BOGOR,(NBC) - Sudah menjadi ketentuan dan kewajiban seseorang ketika menjabat serta menjalankan tugas dengan amanah dan tanggung jawab.
Akan tetapi efektif dan efisienkah ketika seorang itu ditugaskan dan atau merangkap jabatan walaupun dalam instansi pemerintah, pendidikan termasuk swasta.
Secara logika setiap jabatan yang diemban pada bidang apapun dituntut profesional serta bertanggung jawab dalam menjalankan tugas, salah satu contoh yang sedang dan berjalan adalah jabatan kepala sekolah.
Jabatan kepala sekolah khususnya di Kecamatan Cibinong saja banyak yang dirangkapkan jabatannya, satu kepala sekolah tugaskan menjabat pada dua sekolah yang berbeda. Nah efektifkah dia (kepsek) bekerja?
Dan Ini sangat disayangkan, karena pada satu jabatan kepala sekolah saja banyak tidak efektif dan tidak maksimal. Dan lebih memperihatinkan lagi rangkap jabatan kepala sekolah terkadang menjadi alasan atau alibi kepala sekolah tidak selalu berada di sekolah yang menjadi tanggung jawabnya sebagai leader disebuah lembaga yaitu sekolah.

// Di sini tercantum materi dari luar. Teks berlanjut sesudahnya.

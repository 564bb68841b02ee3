use cheongyak::api::HttpUnitSource;
use cheongyak::config::{ApiConfig, AppConfig};
use cheongyak::error::AppError;
use cheongyak::listings::{decode, encode, FilterSelection};
use cheongyak::money::format_manwon;
use cheongyak::rent::ContractBand;
use clap::Args;

#[derive(Args, Debug)]
pub(crate) struct QuoteArgs {
    /// Lowest deposit of the band (만원)
    #[arg(long)]
    pub(crate) deposit_min: f64,
    /// Highest deposit of the band (만원)
    #[arg(long)]
    pub(crate) deposit_max: f64,
    /// Monthly rent at the highest deposit (만원)
    #[arg(long)]
    pub(crate) rent_min: f64,
    /// Monthly rent at the lowest deposit (만원)
    #[arg(long)]
    pub(crate) rent_max: f64,
    /// Deposit to quote (만원). Defaults to the lowest deposit.
    #[arg(long)]
    pub(crate) deposit: Option<f64>,
}

#[derive(Args, Debug)]
pub(crate) struct QueryArgs {
    /// Listing query string, with or without the leading `?`
    pub(crate) query: String,
    /// Results per page requested from the units API (defaults to APP_PAGE_SIZE)
    #[arg(long)]
    pub(crate) page_size: Option<u32>,
    /// Override the units API base URL
    #[arg(long)]
    pub(crate) api_base: Option<String>,
}

pub(crate) fn run_quote(args: QuoteArgs) {
    for line in describe_quote(&args) {
        println!("{line}");
    }
}

pub(crate) fn run_query(args: QueryArgs) -> Result<(), AppError> {
    let config = AppConfig::load()?;
    let api = match args.api_base.as_deref() {
        Some(base) => config.api.with_base(base)?,
        None => config.api,
    };
    let page_size = args.page_size.unwrap_or(api.page_size).max(1);

    let selection = decode(&args.query);
    for line in describe_query(&selection, &api, page_size)? {
        println!("{line}");
    }

    match serde_json::to_string_pretty(&selection) {
        Ok(json) => println!("Decoded filters:\n{json}"),
        Err(err) => println!("Decoded filters unavailable: {err}"),
    }

    Ok(())
}

fn describe_quote(args: &QuoteArgs) -> Vec<String> {
    let band = ContractBand {
        group: String::new(),
        deposit_min: args.deposit_min,
        deposit_max: args.deposit_max,
        monthly_rent_min: args.rent_min,
        monthly_rent_max: args.rent_max,
        down_payment: 0.0,
    };

    if !band.offers_conversion() {
        let quote = band.quote(band.deposit_min);
        return vec![
            "Fixed contract: no deposit conversion".to_string(),
            format!(
                "- deposit {} | monthly rent {}",
                format_manwon(quote.deposit()),
                format_manwon(quote.rent())
            ),
        ];
    }

    let slider = band.slider();
    let deposit = args
        .deposit
        .unwrap_or_else(|| slider.deposit_at(slider.initial()));
    let quote = band.quote(deposit);

    vec![
        format!(
            "Deposit range {} ~ {} (slider {}..={})",
            format_manwon(args.deposit_min.min(args.deposit_max)),
            format_manwon(args.deposit_min.max(args.deposit_max)),
            slider.min,
            slider.max
        ),
        format!(
            "- deposit {} | monthly rent {} ({:.2}만원)",
            format_manwon(quote.deposit()),
            format_manwon(quote.rent()),
            quote.rent()
        ),
    ]
}

fn describe_query(
    selection: &FilterSelection,
    api: &ApiConfig,
    page_size: u32,
) -> Result<Vec<String>, AppError> {
    let upstream = HttpUnitSource::new(api)?.units_url(selection, page_size)?;

    Ok(vec![
        format!("Canonical page: /listings?{}", encode(selection)),
        format!("Units API: {upstream}"),
    ])
}
use cheongyak_web::run;

#[tokio::main]
async fn main() {
    if let Err(err) = run().await {
        eprintln!("application error: {err}");
        std::process::exit(1);
    }
}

Sangat ironis memang, ditengah usaha dan perhatian pemerintah akan peningkatan kualitas pendidikan serta kesejahteraan tenaga pendidik tidak diimbangi kerja serta tanggung jawab yang berkualitas juga. Dan selain jabatan kepala sekolah, gurupun demikian, seorang guru ada yang menjabat ketua organisasi A,B dan itu membuat pekerjaan atau tugas utamanya sebagai guru terabaikan. Salah satu contoh ketika ada kegiatan sosialisasi program atau event yang bertepatan dengan hari dan jam belajar peserta didik.

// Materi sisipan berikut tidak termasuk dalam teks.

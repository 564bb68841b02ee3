use crate::listings::ListingStatus;
use crate::rent::ContractBand;
use chrono::{DateTime, NaiveDate};
use serde::{Deserialize, Deserializer, Serialize};
use serde_json::Value;

/// One card on the listing page. Amounts are in 원.
#[derive(Debug, Clone, PartialEq, Serialize, Deserialize)]
pub struct UnitSummary {
    pub id: u64,
    #[serde(default, deserialize_with = "lenient_string")]
    pub images: String,
    #[serde(default, deserialize_with = "lenient_string")]
    pub complex_name: String,
    #[serde(default, deserialize_with = "lenient_string")]
    pub unit_type: String,
    #[serde(default, deserialize_with = "lenient_string")]
    pub region: String,
    #[serde(default, deserialize_with = "lenient_string")]
    pub house_types: String,
    #[serde(default, deserialize_with = "lenient_list")]
    pub eligible_residents: Vec<String>,
    #[serde(default, deserialize_with = "lenient_string")]
    pub exclusive_area_m2: String,
    #[serde(default, deserialize_with = "lenient_string")]
    pub exclusive_area_pyeong: String,
    #[serde(default, deserialize_with = "lenient_number")]
    pub deposit_min: f64,
    #[serde(default, deserialize_with = "lenient_number")]
    pub deposit_max: f64,
    #[serde(default, deserialize_with = "lenient_number")]
    pub rent_min: f64,
    #[serde(default, deserialize_with = "lenient_number")]
    pub rent_max: f64,
    #[serde(default)]
    pub general_supply_date_start: Option<String>,
    #[serde(default)]
    pub general_supply_date_end: Option<String>,
}

impl UnitSummary {
    /// First image when the API sends a comma-separated list.
    pub fn thumbnail(&self) -> Option<&str> {
        self.images
            .split(',')
            .map(str::trim)
            .find(|image| !image.is_empty())
    }

    pub fn supply_status(&self, today: NaiveDate) -> Option<ListingStatus> {
        status_for_window(
            self.general_supply_date_start.as_deref(),
            self.general_supply_date_end.as_deref(),
            today,
        )
    }
}

/// A page of units plus the total across all pages.
#[derive(Debug, Clone, PartialEq, Serialize)]
pub struct UnitPage {
    pub units: Vec<UnitSummary>,
    pub total_count: u64,
}

impl UnitPage {
    pub fn total_pages(&self, page_size: u32) -> u32 {
        if page_size == 0 {
            return 0;
        }
        let pages = self.total_count.div_ceil(u64::from(page_size));
        u32::try_from(pages).unwrap_or(u32::MAX)
    }
}

/// Either the paginated envelope or a bare array.
#[derive(Debug, Deserialize)]
#[serde(untagged)]
pub(crate) enum Paginated<T> {
    Envelope {
        #[serde(default)]
        count: Option<u64>,
        results: Vec<T>,
    },
    Bare(Vec<T>),
}

impl Paginated<UnitSummary> {
    pub(crate) fn into_page(self) -> UnitPage {
        match self {
            Paginated::Envelope { count, results } => UnitPage {
                total_count: count.unwrap_or(results.len() as u64),
                units: results,
            },
            Paginated::Bare(results) => UnitPage {
                total_count: results.len() as u64,
                units: results,
            },
        }
    }
}

#[derive(Debug, Clone, PartialEq, Serialize, Deserialize)]
pub struct UnitDetail {
    #[serde(default)]
    pub id: Option<u64>,
    #[serde(default, deserialize_with = "lenient_string")]
    pub complex_name: String,
    #[serde(default, deserialize_with = "lenient_string")]
    pub region: String,
    #[serde(default, deserialize_with = "lenient_string")]
    pub house_types: String,
    #[serde(default, deserialize_with = "lenient_list")]
    pub eligible_residents: Vec<String>,
    #[serde(default, deserialize_with = "lenient_string")]
    pub exclusive_area_m2: String,
    #[serde(default, deserialize_with = "lenient_string")]
    pub exclusive_area_pyeong: String,
    #[serde(default, deserialize_with = "lenient_string")]
    pub default_residence_period: String,
    #[serde(default, deserialize_with = "lenient_string")]
    pub current_supply: String,
    #[serde(default, alias = "cotrancts")]
    pub contracts: Vec<ContractBand>,
    #[serde(default)]
    pub schedule: Option<Schedule>,
    #[serde(default)]
    pub reception_info: Option<ReceptionInfo>,
}

impl UnitDetail {
    /// Residents for display: `기타` reads as `공고 확인 필요`, duplicates
    /// collapse.
    pub fn display_residents(&self) -> Vec<String> {
        let mut residents: Vec<String> = Vec::new();
        for resident in &self.eligible_residents {
            let label = if resident == "기타" {
                "공고 확인 필요".to_string()
            } else {
                resident.clone()
            };
            if !residents.contains(&label) {
                residents.push(label);
            }
        }
        residents
    }

    pub fn meta_description(&self) -> String {
        let office = self
            .reception_info
            .as_ref()
            .and_then(|info| info.address.as_deref())
            .unwrap_or("접수처 정보 없음");
        format!(
            "{} 임대모집공고 안내. 입주대상자: {}, 전용면적: {}m², 접수처: {}, 위치: {}.",
            self.complex_name,
            self.eligible_residents.join(", "),
            self.exclusive_area_m2,
            office,
            self.region
        )
    }
}

#[derive(Debug, Clone, Default, PartialEq, Serialize, Deserialize)]
pub struct Schedule {
    #[serde(default)]
    pub announcement_date: Option<String>,
    #[serde(default, alias = "general_supply_date_start")]
    pub application_period_start: Option<String>,
    #[serde(default, alias = "general_supply_date_end")]
    pub application_period_end: Option<String>,
    #[serde(default)]
    pub winner_announcement_date: Option<String>,
}

impl Schedule {
    pub fn status_on(&self, today: NaiveDate) -> Option<ListingStatus> {
        status_for_window(
            self.application_period_start.as_deref(),
            self.application_period_end.as_deref(),
            today,
        )
    }
}

#[derive(Debug, Clone, Default, PartialEq, Serialize, Deserialize)]
pub struct ReceptionInfo {
    #[serde(default, alias = "officeAddress")]
    pub address: Option<String>,
    #[serde(default)]
    pub phone_number: Option<String>,
    #[serde(default)]
    pub operating_period_start: Option<String>,
    #[serde(default)]
    pub operating_period_end: Option<String>,
}

fn status_for_window(
    start: Option<&str>,
    end: Option<&str>,
    today: NaiveDate,
) -> Option<ListingStatus> {
    let start = start.and_then(parse_date);
    let end = end.and_then(parse_date);

    match (start, end) {
        (Some(start), _) if today < start => Some(ListingStatus::Planned),
        (_, Some(end)) if today > end => Some(ListingStatus::Closed),
        (Some(_), Some(_)) => Some(ListingStatus::Ongoing),
        _ => None,
    }
}

/// Accepts `YYYY-MM-DD` or an RFC 3339 timestamp.
pub fn parse_date(value: &str) -> Option<NaiveDate> {
    let trimmed = value.trim();
    if trimmed.is_empty() {
        return None;
    }

    if let Ok(date) = NaiveDate::parse_from_str(trimmed, "%Y-%m-%d") {
        return Some(date);
    }

    DateTime::parse_from_rfc3339(trimmed)
        .ok()
        .map(|dt| dt.date_naive())
}

fn lenient_string<'de, D>(deserializer: D) -> Result<String, D::Error>
where
    D: Deserializer<'de>,
{
    Ok(match Option::<Value>::deserialize(deserializer)? {
        Some(Value::String(value)) => value,
        Some(Value::Number(value)) => value.to_string(),
        Some(Value::Bool(value)) => value.to_string(),
        _ => String::new(),
    })
}

fn lenient_number<'de, D>(deserializer: D) -> Result<f64, D::Error>
where
    D: Deserializer<'de>,
{
    Ok(match Option::<Value>::deserialize(deserializer)? {
        Some(Value::Number(value)) => value.as_f64().unwrap_or_default(),
        Some(Value::String(value)) => value.trim().parse().unwrap_or_default(),
        _ => 0.0,
    })
}

/// Residents arrive as an array, a comma string, or null.
fn lenient_list<'de, D>(deserializer: D) -> Result<Vec<String>, D::Error>
where
    D: Deserializer<'de>,
{
    Ok(match Option::<Value>::deserialize(deserializer)? {
        Some(Value::Array(values)) => values
            .into_iter()
            .filter_map(|value| match value {
                Value::String(value) => Some(value),
                Value::Null => None,
                other => Some(other.to_string()),
            })
            .collect(),
        Some(Value::String(value)) => value
            .split(',')
            .map(str::trim)
            .filter(|value| !value.is_empty())
            .map(str::to_string)
            .collect(),
        _ => Vec::new(),
    })
}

Nah kejadian seperti ini menjadi tanggung jawab siapa ?..
Dan ini sudah seharusnya menjadi perhatian serius pemerintah agar lebih banyak lagi mengangkat guru atau tenaga pendidik menjadi PNS, dimana jenjang karier tenaga pendidik atau guru menjadi kepala sekolah nantinya, dengan begitu ketersediaan kepala sekolah terpenuhi, disisi lain agar menyeimbangkan dengan peningkatkan kualitas pendidikan kesejahteraan guru (kepala sekolah).